Author contributions
MNA and STLC conceived the idea and designed the experiments. MNA and STLC performed the experiments. MNA analyzed the data and wrote the manuscript. CKS, PT, and AR provided technical support for the TSLO system (hardware, electronics, and software), and CKS, PT, AR, and STLC reviewed the manuscript.
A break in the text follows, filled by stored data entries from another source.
// ABOUTME: Recipe catalog module with paginated branches and favorite reconciliation
// ABOUTME: Exposes the CatalogStore, per-branch pagination state, and the FavoriteReconciler
//
// SPDX-License-Identifier: MIT OR Apache-2.0
// Copyright (c) 2025 Larder Project

//! Recipe catalog synchronization.
//!
//! The catalog store presents a single forward-growing sequence of recipe
//! summaries sourced from the remote paginated endpoint, plus an
//! independently paginated filtered branch and auxiliary derived lists
//! (favorites, suggestions, user-owned recipes).

/// Per-branch pagination state machine
pub mod branch;

/// Optimistic and strict favorite toggles
pub mod favorites;

/// The catalog store itself
pub mod store;

pub use branch::{BranchPhase, BranchSnapshot};
pub use favorites::FavoriteReconciler;
pub use store::CatalogStore;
Competing financial interests
MNA and STLC have no financial interest. AR, CKS, and PT hold a patent for the design of the TSLO, and have financial interest in C.Light Technologies.
Acknowledgements
We would like to thank Jonathan Patrick, Arun Kumar Krishnan and Haluk Ogmen for his comments on the manuscript, and Harold Bedell for many discussions of our results. This study was supported by grants R01-EY012810 (STLC), R01-EY017707 (STLC), R01-EY023591 (AR), P30-EY003176 (core grant) from the National Institutes of Health, and UCSF-CTSI grant TL1-TR001871 (CKS).